The new psychology shut off mobility after death, while giving each individual an unsavory primitive past heritage — a heritage genetically carried, that led finally only to the grave. Psychological activity was scaled down in between life and death, then, even while the possibility of any after-death experience was considered the most unreasonable and unintellectual of speculations.

Any man or woman might rise in our democracy from a poor peasant’s son to be the President. Outcasts might become the socially prominent. The unlettered might become highly educated. The idea of achieving greatness, however, was considered highly suspect. The self was kept in bounds. Great passion, or desire or intent — or genius — did not fit the picture.

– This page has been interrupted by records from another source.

//! Worker runtime
//!
//! The loop a worker process runs around its embedder: read parent
//! messages line-by-line from stdin, embed batches, answer on stdout.
//! Each worker loads its model once at startup and owns it for the life of
//! the process; the parent never shares model state across workers.

use std::sync::Arc;
use std::time::Instant;

use tokio::io::{AsyncBufReadExt, AsyncRead, AsyncWrite, AsyncWriteExt, BufReader};
use tracing::{debug, warn};

use crate::embedder::Embedder;
use crate::error::{EmbedError, Result};
use crate::memory::MemoryMonitor;
use crate::protocol::{encode_line, EmbedStats, ParentMessage, WorkerMessage};
use crate::shared;

/// Drive the worker protocol over arbitrary streams. The binary passes
/// stdin/stdout; tests pass in-memory duplex pipes.
pub async fn run_worker<E, R, W>(embedder: Arc<E>, reader: R, mut writer: W) -> Result<()>
where
    E: Embedder + 'static,
    R: AsyncRead + Unpin,
    W: AsyncWrite + Unpin,
{
    let mut lines = BufReader::new(reader).lines();
    let mut memory = MemoryMonitor::new();

    while let Some(line) = lines.next_line().await? {
        let line = line.trim();
        if line.is_empty() {
            continue;
        }
        let message: ParentMessage = match serde_json::from_str(line) {
            Ok(m) => m,
            Err(e) => {
                let reply = WorkerMessage::Error {
                    error: format!("unparseable message: {}", e),
                };
                write_message(&mut writer, &reply).await?;
                continue;
            }
        };

        match message {
            ParentMessage::Init { data } => {
                debug!("Worker {} initializing", data.process_id);
                write_message(&mut writer, &WorkerMessage::InitComplete {
                    success: true,
                    error: None,
                })
                .await?;
            }
            ParentMessage::EmbedBatch { batch_id, data } => {
                let reply = embed_json(
                    embedder.as_ref(),
                    batch_id,
                    data.texts,
                    data.timeout_warning,
                    &mut writer,
                )
                .await?;
                write_message(&mut writer, &reply).await?;
            }
            ParentMessage::EmbedBatchShared { batch_id, data } => {
                let reply = embed_shared(
                    embedder.as_ref(),
                    batch_id,
                    data.texts,
                    &data.shared_buffer_key,
                    data.embed_dimension,
                    data.timeout_warning,
                    &mut writer,
                )
                .await?;
                write_message(&mut writer, &reply).await?;
            }
            ParentMessage::QueryMemory { request_id } => {
                write_message(&mut writer, &WorkerMessage::MemoryResponse {
                    request_id,
                    success: true,
                    memory_usage: memory.heap_used(),
                })
                .await?;
            }
            ParentMessage::Shutdown => {
                debug!("Worker shutting down");
                break;
            }
        }
    }

    Ok(())
}

async fn write_message<W: AsyncWrite + Unpin>(writer: &mut W, message: &WorkerMessage) -> Result<()> {
    let line = encode_line(message)?;
    writer.write_all(line.as_bytes()).await?;
    writer.flush().await?;
    Ok(())
}

/// Embed with the JSON result path, emitting a timeout warning when the
/// batch runs past the warning mark.
async fn embed_json<E: Embedder, W: AsyncWrite + Unpin>(
    embedder: &E,
    batch_id: u64,
    texts: Vec<String>,
    timeout_warning_ms: u64,
    writer: &mut W,
) -> Result<WorkerMessage> {
    let total = texts.len();
    let started = Instant::now();
    let result = embed_with_warning(embedder, batch_id, texts, timeout_warning_ms, writer).await?;
    let stats = EmbedStats {
        duration_ms: started.elapsed().as_millis() as u64,
        texts: total,
    };

    Ok(match result {
        Ok(embeddings) => WorkerMessage::EmbedComplete {
            batch_id,
            success: true,
            embeddings: Some(embeddings),
            partial: None,
            stats,
        },
        Err(e) => {
            warn!("Batch {} failed in worker: {}", batch_id, e);
            WorkerMessage::EmbedComplete {
                batch_id,
                success: false,
                embeddings: None,
                partial: None,
                stats,
            }
        }
    })
}

/// Embed with the shared-buffer result path.
#[allow(clippy::too_many_arguments)]
async fn embed_shared<E: Embedder, W: AsyncWrite + Unpin>(
    embedder: &E,
    batch_id: u64,
    texts: Vec<String>,
    buffer_key: &str,
    dimension: usize,
    timeout_warning_ms: u64,
    writer: &mut W,
) -> Result<WorkerMessage> {
    let total = texts.len();
    let started = Instant::now();
    let result = embed_with_warning(embedder, batch_id, texts, timeout_warning_ms, writer).await?;

    let stats = EmbedStats {
        duration_ms: started.elapsed().as_millis() as u64,
        texts: total,
    };

    let outcome = result.and_then(|embeddings| {
        shared::write_embeddings(buffer_key, &embeddings)?;
        Ok(embeddings.len())
    });

    Ok(match outcome {
        Ok(result_count) => WorkerMessage::SharedMemory {
            batch_id,
            success: true,
            buffer_key: buffer_key.to_string(),
            result_count,
            embed_dimension: dimension,
            stats,
            error: None,
        },
        Err(e) => {
            warn!("Shared batch {} failed in worker: {}", batch_id, e);
            WorkerMessage::SharedMemory {
                batch_id,
                success: false,
                buffer_key: buffer_key.to_string(),
                result_count: 0,
                embed_dimension: dimension,
                stats,
                error: Some(e.to_string()),
            }
        }
    })
}

/// Race the embedder against the warning timer. The warning is emitted at
/// most once; the embed result is always awaited to completion.
async fn embed_with_warning<E: Embedder, W: AsyncWrite + Unpin>(
    embedder: &E,
    batch_id: u64,
    texts: Vec<String>,
    timeout_warning_ms: u64,
    writer: &mut W,
) -> Result<std::result::Result<Vec<Vec<f32>>, EmbedError>> {
    let embed = embedder.embed_batch(texts);
    tokio::pin!(embed);

    if timeout_warning_ms > 0 {
        let warning = tokio::time::sleep(std::time::Duration::from_millis(timeout_warning_ms));
        tokio::pin!(warning);

        tokio::select! {
            result = &mut embed => return Ok(result),
            _ = &mut warning => {
                write_message(writer, &WorkerMessage::TimeoutWarning {
                    batch_id,
                    message: format!("batch {} still running after {} ms", batch_id, timeout_warning_ms),
                })
                .await?;
            }
        }
    }

    Ok(embed.await)
}

#[cfg(test)]
mod tests {
    use super::*;
    use crate::embedder::HashEmbedder;
    use crate::protocol::{EmbedBatchData, InitData, LineDecoder};
    use crate::shared::SharedBufferPool;
    use tokio::io::AsyncReadExt;

    async fn drive(messages: Vec<ParentMessage>) -> Vec<WorkerMessage> {
        let (parent_io, worker_io) = tokio::io::duplex(1 << 20);
        let (worker_read, worker_write) = tokio::io::split(worker_io);
        let (mut parent_read, mut parent_write) = tokio::io::split(parent_io);

        let worker = tokio::spawn(run_worker(
            Arc::new(HashEmbedder::new(8)),
            worker_read,
            worker_write,
        ));

        for msg in messages {
            parent_write
                .write_all(encode_line(&msg).unwrap().as_bytes())
                .await
                .unwrap();
        }
        parent_write
            .write_all(encode_line(&ParentMessage::Shutdown).unwrap().as_bytes())
            .await
            .unwrap();

        worker.await.unwrap().unwrap();

        let mut bytes = Vec::new();
        parent_read.read_to_end(&mut bytes).await.unwrap();
        let mut decoder = LineDecoder::new();
        decoder.feed(&bytes).unwrap()
    }

    #[tokio::test]
    async fn test_init_and_embed() {
        let replies = drive(vec![
            ParentMessage::Init {
                data: InitData { process_id: 0 },
            },
            ParentMessage::EmbedBatch {
                batch_id: 1,
                data: EmbedBatchData {
                    texts: vec!["alpha".into(), "beta".into()],
                    timeout_warning: 0,
                },
            },
        ])
        .await;

        assert!(matches!(
            replies[0],
            WorkerMessage::InitComplete { success: true, .. }
        ));
        match &replies[1] {
            WorkerMessage::EmbedComplete {
                batch_id,
                success,
                embeddings: Some(embeddings),
                ..
            } => {
                assert_eq!(*batch_id, 1);
                assert!(*success);
                assert_eq!(embeddings.len(), 2);
                assert_eq!(embeddings[0].len(), 8);
            }
            other => panic!("unexpected reply: {:?}", other),
        }
    }

    #[tokio::test]
    async fn test_shared_batch_path() {
        let mut pool = SharedBufferPool::new().unwrap();
        let buffer = pool.allocate(2, 8).unwrap();

        let replies = drive(vec![ParentMessage::EmbedBatchShared {
            batch_id: 2,
            data: crate::protocol::EmbedBatchSharedData {
                texts: vec!["one".into(), "two".into()],
                shared_buffer_key: buffer.key(),
                expected_results: 2,
                embed_dimension: 8,
                timeout_warning: 0,
            },
        }])
        .await;

        match &replies[0] {
            WorkerMessage::SharedMemory {
                success,
                result_count,
                ..
            } => {
                assert!(*success);
                assert_eq!(*result_count, 2);
            }
            other => panic!("unexpected reply: {:?}", other),
        }

        let rows = buffer.read_embeddings(2).unwrap();
        assert_eq!(rows.len(), 2);
        assert_eq!(rows[0], HashEmbedder::new(8).embed_one("one"));
        buffer.release();
    }

    #[tokio::test]
    async fn test_memory_query() {
        let replies = drive(vec![ParentMessage::QueryMemory { request_id: 9 }]).await;
        assert!(matches!(
            replies[0],
            WorkerMessage::MemoryResponse {
                request_id: 9,
                success: true,
                ..
            }
        ));
    }

    #[tokio::test]
    async fn test_garbage_line_yields_error_message() {
        let (parent_io, worker_io) = tokio::io::duplex(1 << 16);
        let (worker_read, worker_write) = tokio::io::split(worker_io);
        let (mut parent_read, mut parent_write) = tokio::io::split(parent_io);

        let worker = tokio::spawn(run_worker(
            Arc::new(HashEmbedder::new(4)),
            worker_read,
            worker_write,
        ));

        parent_write.write_all(b"{garbage}\n").await.unwrap();
        parent_write
            .write_all(encode_line(&ParentMessage::Shutdown).unwrap().as_bytes())
            .await
            .unwrap();
        worker.await.unwrap().unwrap();

        let mut bytes = Vec::new();
        parent_read.read_to_end(&mut bytes).await.unwrap();
        let replies: Vec<WorkerMessage> = LineDecoder::new().feed(&bytes).unwrap();
        assert!(matches!(replies[0], WorkerMessage::Error { .. }));
    }
}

Now some peoples would not fit into that mold. They would take what they could from our technology, but in conscious and spontaneous ways they retaliated — and still do — by exaggerating all of those human tendencies that our society has held down so well. If we can have reason without faith, then indeed, for example, we will see that there can be faith without reason. When human experience becomes shrunken in such a fashion — compressed — then in a fashion it also explodes at both ends, one might say.

We have atrocious acts committed, along with great heroisms, but each are explosive, representing sudden releases of withheld energies that have in other ways been forbidden, and so man’s and woman’s mass psyche expresses itself sometimes like explosive fireworks, simply because the release of pressure is necessary.

Even our poor misguided moral/religious organization is saying in it’s fashion to the scientifically-oriented society: “How is faith not real, then? We’ll change your laws with it. We”ll turn it into power — political power. What will you say then? We have been laughed at for so long. We will see who laughs now.”

Fanaticism abounds, of course, because the human tendencies and experiences that have been denied by the mainline society erupt with explosive force, where the tendencies themselves must be accepted as characteristics of human experience. Iran is an example for the world, in explosive capsule form, complete with historical background and a modern political one. Modern psychology does not have a concept of the self to begin to explain such realities.

Now, in the world we early formed our own beliefs and strategies. In midlife we are presented with a recognized overall vitality of materials. This is mean to reorient our attitudes. Some don’t realize, that we are not merely being presented with an alternate view of reality, but with the closet approximation we could get of what reality is, and how it worked, and what it meant.

I have been very gentle in my treatment of our mores and institutions — for I do not want to be against our world, but for a more fulfilling one. In future blogs I will be discussing how our ideas can be applied by the individual in terms of value fulfillment, so that individuals can begin to reclaim those dimensions of experience that are indeed our right heritage.

For my blog readers, I want them to remember the idea of effortlessness, because with the best of intentions some have been trying too hard. I want them to remember that relaxation is one of creativity’s greatest champions — not its enemy. He or she is naturally gifted with the quickness of body and mind. Remind oneself that it is safe to express his or her natural rhythms, to remember the natural person. Our most vital inspirations are effortlessly ours. I want us to see how many of our beliefs are the result of the old framework, for in that way we will find ourselves releasing ourselves ore and more, so the our own strengths come to our support.